Fellows, I've been planning to post on this topic for a while. I have suffered from target panic for years. Bad, horrible, nasty target panic that made me basically hate myself. It started manifesting at least 15 years ago. I noticed my pin settling below the target. I had to raise my arm onto target and fire. It got progressivly worse until the pin would never stop moving. I would lock up below the target, fling my arm up and as the pin passed through the bullseye, punch the release. Attempt to regain control of the release only made it worse. When my target panic was at it's worst, I could not keep three arrows in a 4'x4' target. 
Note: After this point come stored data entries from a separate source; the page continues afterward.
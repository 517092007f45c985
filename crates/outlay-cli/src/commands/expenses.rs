//! Expense listing and statistics commands

use anyhow::Result;
use outlay_core::db::Database;
use outlay_core::period::Period;

use super::truncate;

pub fn cmd_expenses_list(db: &Database, user: &str, limit: i64) -> Result<()> {
    let expenses = db.recent_expenses(user, limit)?;

    println!();
    println!("🧾 Recent Expenses");
    println!("   ─────────────────────────────────────────────────────────────");

    if expenses.is_empty() {
        println!("   No expenses recorded yet.");
        return Ok(());
    }

    println!(
        "   {:10} │ {:>10} │ {:15} │ {:30}",
        "Date", "Amount", "Category", "Description"
    );
    println!("   ───────────┼────────────┼─────────────────┼────────────────");

    for expense in &expenses {
        println!(
            "   {:10} │ {:>10.2} │ {:15} │ {:30}",
            expense.date.format("%Y-%m-%d"),
            expense.amount,
            expense.category.label(),
            truncate(&expense.description, 30)
        );
    }

    Ok(())
}

pub fn cmd_expense_stats(
    db: &Database,
    user: &str,
    month: Option<u32>,
    year: Option<i32>,
) -> Result<()> {
    let current = Period::current();
    let period = Period::new(
        month.unwrap_or(current.month),
        year.unwrap_or(current.year),
    );
    if !(1..=12).contains(&period.month) {
        anyhow::bail!("Month must be between 1 and 12");
    }

    let (start, end) = period.bounds();
    let summary = db.spend_summary(user, start, end)?;
    let totals = db.category_totals(user, start, end)?;

    println!();
    println!("📈 Spending Statistics");
    println!("   Period: {}", period);
    println!("   ─────────────────────────────────────────────────────────────");
    println!("   Total spent: ${:.2}", summary.total);
    println!("   Transactions: {}", summary.count);
    println!("   Average expense: ${:.2}", summary.avg_expense);

    if totals.is_empty() {
        println!();
        println!("   No spending found in this period.");
        return Ok(());
    }

    println!();
    println!("   {:15} │ {:>10} │ {:>5}", "Category", "Amount", "Count");
    println!("   ────────────────┼────────────┼──────");
    for t in &totals {
        println!(
            "   {:15} │ {:>10.2} │ {:>5}",
            truncate(t.category.label(), 15),
            t.total,
            t.count
        );
    }

    Ok(())
}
I decide that I was either going to fix target panic or completely 100% stop even trying to bowhunt. So, I bought a Carter Evolution back tension release. I honestly thought it would be gimmicky waste of $. I was wrong. 

The release took some setting up. You clip the release onto a loop. The thumb button that looks like a trigger is actually a safety. You hold the safety down as you draw. Once at full draw, you put the pin on the target, and release the safety. To fire the bow, you continue to flex your back muscles against the draw stops, when a certian tension is achieved, the release fires. For my first few shots, the release fired when I took the safety off. I had to adjust the holding tensions. Since then it's been great. I'm shooting as good as I ever have, even when I was in college and shooting dots 6 hrs a day. 
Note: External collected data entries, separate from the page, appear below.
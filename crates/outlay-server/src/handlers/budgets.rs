//! Budget handlers

use std::sync::Arc;

use axum::{
    extract::{Path, Query, Request, State},
    http::{HeaderMap, StatusCode},
    Json,
};
use serde::{Deserialize, Serialize};

use crate::{get_user_email, ApiResponse, AppError, AppState, ListResponse};
use outlay_core::budget_status::round2;
use outlay_core::models::{Budget, BudgetCategory, BudgetStatus, BudgetUpdate, NewBudget};
use outlay_core::period::Period;

/// Query parameters selecting a (month, year) period; both default to the
/// current date on the server
#[derive(Debug, Deserialize)]
pub struct PeriodQuery {
    pub month: Option<u32>,
    pub year: Option<i32>,
}

/// Resolve and validate a period query
pub fn resolve_period(params: &PeriodQuery) -> Result<Period, AppError> {
    let current = Period::current();
    let month = params.month.unwrap_or(current.month);
    let year = params.year.unwrap_or(current.year);

    if !(1..=12).contains(&month) {
        return Err(AppError::bad_request("Month must be between 1 and 12"));
    }
    if !(2020..=2100).contains(&year) {
        return Err(AppError::bad_request("Invalid year"));
    }

    Ok(Period::new(month, year))
}

/// GET /api/budgets - List budgets for a period
pub async fn list_budgets(
    State(state): State<Arc<AppState>>,
    Query(params): Query<PeriodQuery>,
    headers: HeaderMap,
) -> Result<Json<ListResponse<Budget>>, AppError> {
    let user = get_user_email(&headers);
    let period = resolve_period(&params)?;

    let budgets = state.db.list_budgets(&user, period.month, period.year)?;

    Ok(Json(ListResponse::new(budgets)))
}

/// Overall totals across all non-"total" budgets of the period
#[derive(Debug, Serialize)]
#[serde(rename_all = "camelCase")]
pub struct StatusSummary {
    pub total_budget: f64,
    pub total_spent: f64,
    pub total_remaining: f64,
    pub overall_percentage: f64,
    pub over_budget_count: usize,
    pub near_limit_count: usize,
}

#[derive(Debug, Serialize)]
pub struct OverBudgetAlert {
    pub category: BudgetCategory,
    /// spent - limit
    pub overspent: f64,
}

#[derive(Debug, Serialize)]
pub struct NearLimitAlert {
    pub category: BudgetCategory,
    pub percentage: f64,
}

#[derive(Debug, Serialize)]
#[serde(rename_all = "camelCase")]
pub struct StatusAlerts {
    pub over_budget: Vec<OverBudgetAlert>,
    pub near_limit: Vec<NearLimitAlert>,
}

#[derive(Debug, Serialize)]
pub struct BudgetStatusReport {
    pub budgets: Vec<BudgetStatus>,
    pub summary: StatusSummary,
    pub alerts: StatusAlerts,
    pub period: Period,
}

/// GET /api/budgets/status - Budgets joined with actual spending, plus
/// summary totals and alert lists
pub async fn get_budget_status(
    State(state): State<Arc<AppState>>,
    Query(params): Query<PeriodQuery>,
    headers: HeaderMap,
) -> Result<Json<ApiResponse<BudgetStatusReport>>, AppError> {
    let user = get_user_email(&headers);
    let period = resolve_period(&params)?;

    let statuses = state.db.budget_status(&user, period.month, period.year)?;

    // Overall stats ignore the "total" sentinel so limits are not counted twice
    let total_budget: f64 = statuses
        .iter()
        .filter(|s| !s.budget.category.is_total())
        .map(|s| s.budget.limit)
        .sum();
    let total_spent: f64 = statuses
        .iter()
        .filter(|s| !s.budget.category.is_total())
        .map(|s| s.spent)
        .sum();
    let overall_percentage = if total_budget > 0.0 {
        round2(total_spent / total_budget * 100.0)
    } else {
        0.0
    };

    let over_budget: Vec<OverBudgetAlert> = statuses
        .iter()
        .filter(|s| s.is_over_budget)
        .map(|s| OverBudgetAlert {
            category: s.budget.category,
            overspent: s.spent - s.budget.limit,
        })
        .collect();
    let near_limit: Vec<NearLimitAlert> = statuses
        .iter()
        .filter(|s| s.is_near_limit)
        .map(|s| NearLimitAlert {
            category: s.budget.category,
            percentage: s.percentage,
        })
        .collect();

    let report = BudgetStatusReport {
        summary: StatusSummary {
            total_budget,
            total_spent,
            total_remaining: total_budget - total_spent,
            overall_percentage,
            over_budget_count: over_budget.len(),
            near_limit_count: near_limit.len(),
        },
        alerts: StatusAlerts {
            over_budget,
            near_limit,
        },
        budgets: statuses,
        period,
    };

    Ok(Json(ApiResponse::new(report)))
}

/// Maximum accepted body size for budget/expense payloads (64 KB)
pub(crate) const MAX_BODY_SIZE: usize = 64 * 1024;

/// Read and deserialize a JSON request body, mapping failures to 400
pub(crate) async fn read_json_body<T: serde::de::DeserializeOwned>(
    request: Request,
) -> Result<T, AppError> {
    let bytes = axum::body::to_bytes(request.into_body(), MAX_BODY_SIZE)
        .await
        .map_err(|_| AppError::bad_request("Invalid request body"))?;
    serde_json::from_slice(&bytes).map_err(|_| AppError::bad_request("Invalid JSON"))
}

/// POST /api/budgets - Create a budget, or update the existing one for the
/// same (category, month, year) in place
pub async fn create_budget(
    State(state): State<Arc<AppState>>,
    request: Request,
) -> Result<(StatusCode, Json<ApiResponse<Budget>>), AppError> {
    let user = get_user_email(request.headers());
    let new: NewBudget = read_json_body(request).await?;

    new.validate().map_err(|msg| AppError::bad_request(&msg))?;

    let budget = state.db.upsert_budget(&user, &new)?;

    Ok((StatusCode::CREATED, Json(ApiResponse::new(budget))))
}

/// PUT /api/budgets/:id - Update a budget's limit, threshold or notes
pub async fn update_budget(
    State(state): State<Arc<AppState>>,
    Path(id): Path<i64>,
    request: Request,
) -> Result<Json<ApiResponse<Budget>>, AppError> {
    let user = get_user_email(request.headers());
    let update: BudgetUpdate = read_json_body(request).await?;

    update.validate().map_err(|msg| AppError::bad_request(&msg))?;

    let budget = state
        .db
        .update_budget(&user, id, &update)?
        .ok_or_else(|| AppError::not_found("Budget not found"))?;

    Ok(Json(ApiResponse::new(budget)))
}

/// DELETE /api/budgets/:id - Delete a budget
pub async fn delete_budget(
    State(state): State<Arc<AppState>>,
    Path(id): Path<i64>,
    headers: HeaderMap,
) -> Result<Json<ApiResponse<serde_json::Value>>, AppError> {
    let user = get_user_email(&headers);

    if !state.db.delete_budget(&user, id)? {
        return Err(AppError::not_found("Budget not found"));
    }

    Ok(Json(ApiResponse::new(serde_json::json!({}))))
}

/// Request body for copying budgets from the previous month
#[derive(Debug, Deserialize)]
pub struct CopyBudgetsRequest {
    pub month: u32,
    pub year: i32,
}

/// POST /api/budgets/copy - Copy the previous month's budgets into the
/// given period, skipping categories that already have one
pub async fn copy_budgets(
    State(state): State<Arc<AppState>>,
    request: Request,
) -> Result<(StatusCode, Json<ListResponse<Budget>>), AppError> {
    let user = get_user_email(request.headers());
    let req: CopyBudgetsRequest = read_json_body(request).await?;

    let period = resolve_period(&PeriodQuery {
        month: Some(req.month),
        year: Some(req.year),
    })?;

    let copied = state
        .db
        .copy_budgets_from_previous_month(&user, period.month, period.year)?;

    if copied.is_empty() {
        return Err(AppError::not_found("No budgets found for previous month"));
    }

    Ok((StatusCode::CREATED, Json(ListResponse::new(copied))))
}
pub mod allowlist;
pub mod clock;
pub mod config;
pub mod drop;
pub mod error;
pub mod node;

// Engine exports
pub use drop::{EvolvableDrop, ClaimConditionRegistry, ClaimProcessor, PaymentSettlement, TokenLedger};
pub use config::{BeneficiaryConfig, DropConfig};
pub use error::{ClaimError, Error};

// Drop type exports
pub use drop::{
    ClaimCondition, ClaimOutcome, ClaimRequest, ClaimerRecord, Payout, BPS_DENOMINATOR,
    NATIVE_CURRENCY,
};

// Allowlist exports
pub use allowlist::{hash_leaf, hash_pair, verify_proof, AllowlistEntry, AllowlistTree};

// Substrate exports
pub use node::{DropNode, Transaction, TxReceipt, TxStatus};

// Clock exports
pub use clock::{Clock, ManualClock, SystemClock};

// Re-export common primitive types for user convenience
pub use alloy_primitives::{Address, B256, U256};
The release is different. It takes some getting used to. If I could shoot a normal release accuractly there is no way I would want to use a back tension. However, Carter has given archery back to me and I am thankful. Next time you shoot, after the shot, try to recall where on the bullseye your pin was when you fired. If you cant recall or if you know the pin was not on the bullseye and the arrow hit it anyway, could be you were still aiming when you the released the arrow. Do yourself a favor and pick up one of the back tension releases and fix the problem before it becomes severe and if you already have target panic, Carter's releases are worth the $.


----------



## A Draper (Aug 14, 2007)

WW, obviously you have never had target panic. It has nothing to do with deer or vallium. Lots of people equate it to buck fever. It's not. It's pure classic conditioning response. Just one of the wonderful things the human brain does to accomodate repetitive tasks. Lots of info on the web about it. There is just not much that talks about curing it. The article that convinced me to get the Carter release was written by a fellow on the US archery team about his hold low problem. It was the exact problem I had.
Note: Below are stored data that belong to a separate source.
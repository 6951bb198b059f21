/// Payment settlement: fee and beneficiary splits
///
/// The claim processor forwards each confirmed native payment here. The
/// gross amount is split by basis points into a platform fee and the
/// configured beneficiary shares; integer-division dust goes to the first
/// beneficiary so the disbursed total always reconciles with the gross.
use std::collections::HashMap;

use alloy_primitives::{Address, U256};
use serde::{Deserialize, Serialize};
use tracing::debug;

use crate::config::DropConfig;
use crate::drop::types::BPS_DENOMINATOR;

/// A single disbursement produced by settling one payment.
#[derive(Debug, Clone, PartialEq, Eq, Serialize, Deserialize)]
pub struct Payout {
    pub to: Address,
    pub amount: U256,
}

#[derive(Debug)]
pub struct PaymentSettlement {
    platform_fee_recipient: Address,
    platform_fee_bps: u16,
    royalty_bps: u16,
    beneficiaries: Vec<(Address, u16)>,
    disbursed: HashMap<Address, U256>,
    total_settled: U256,
}

impl PaymentSettlement {
    pub fn new(config: &DropConfig) -> Self {
        Self {
            platform_fee_recipient: config.platform_fee_recipient,
            platform_fee_bps: config.platform_fee_bps,
            royalty_bps: config.royalty_bps,
            beneficiaries: config
                .beneficiaries
                .iter()
                .map(|b| (b.account, b.share_bps))
                .collect(),
            disbursed: HashMap::new(),
            total_settled: U256::ZERO,
        }
    }

    /// Split a payment into payouts and record the disbursements.
    ///
    /// Config validation guarantees the bps sum to the full denominator, so
    /// apart from rounding dust the gross is fully disbursed; the dust is
    /// folded into the first beneficiary's payout.
    pub fn settle(&mut self, payment: U256) -> Vec<Payout> {
        if payment.is_zero() {
            return Vec::new();
        }

        let denominator = U256::from(BPS_DENOMINATOR);
        let mut payouts = Vec::with_capacity(1 + self.beneficiaries.len());

        let fee = payment * U256::from(self.platform_fee_bps) / denominator;
        if !fee.is_zero() {
            payouts.push(Payout {
                to: self.platform_fee_recipient,
                amount: fee,
            });
        }

        let mut distributed = fee;
        let mut first_beneficiary_slot = None;
        for (account, share_bps) in &self.beneficiaries {
            let share = payment * U256::from(*share_bps) / denominator;
            distributed += share;
            if first_beneficiary_slot.is_none() {
                first_beneficiary_slot = Some(payouts.len());
            }
            payouts.push(Payout {
                to: *account,
                amount: share,
            });
        }

        // Rounding dust would otherwise strand value in the contract.
        let dust = payment - distributed;
        if !dust.is_zero() {
            if let Some(slot) = first_beneficiary_slot {
                payouts[slot].amount += dust;
            }
        }

        for payout in &payouts {
            *self.disbursed.entry(payout.to).or_insert(U256::ZERO) += payout.amount;
        }
        self.total_settled += payment;

        debug!(%payment, payouts = payouts.len(), "settled claim payment");
        payouts
    }

    /// Cumulative amount disbursed to an account.
    pub fn disbursed_to(&self, account: Address) -> U256 {
        self.disbursed.get(&account).copied().unwrap_or(U256::ZERO)
    }

    /// Gross total settled over the drop's lifetime.
    pub fn total_settled(&self) -> U256 {
        self.total_settled
    }

    /// ERC-2981 style royalty quote for marketplace sales.
    pub fn royalty_info(&self, sale_price: U256) -> (Address, U256) {
        let amount = sale_price * U256::from(self.royalty_bps) / U256::from(BPS_DENOMINATOR);
        (self.platform_fee_recipient, amount)
    }
}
In fact, target panic is not difficult to hunt with. The added excitement of aiming at a deer and the fact that deer don't have dots on them tend to cancel out the airming problems. The difficulty comes before the hunt from trying to tune your bow, sight with broadheads, etc. Just cant aim consistently to get it set up correctly or have confidence in it. You never really know where your arrow will impact relative to the pin position.

So taunt me if you want. I don't care because I'm back from the hell of target panic and I'm going to ride this high all the way through archery season!


----------



## Enviroman (Jul 20, 2005)

A Draper said:


> WW, obviously you have never had target panic. It has nothing to do with deer or vallium. Lots of people equate it to buck fever. It's not. It's pure classic conditioning response. Just one of the wonderful things the human brain does to accomodate repetitive tasks. Lots of info on the web about it. There is just not much that talks about curing it. The article that convinced me to get the Carter release was written by a fellow on the US archery team about his hold low problem. It was the exact problem I had.
> 
> In fact, target panic is not difficult to hunt with. The added excitement of aiming at a deer and the fact that deer don't have dots on them tend to cancel out the airming problems. The difficulty comes before the hunt from trying to tune your bow, sight with broadheads, etc. Just cant aim consistently to get it set up correctly or have confidence in it. You never really know where your arrow will impact relative to the pin position.
> 
> So taunt me if you want. I don't care because I'm back from the hell of target panic and I'm going to ride this high all the way through archery season!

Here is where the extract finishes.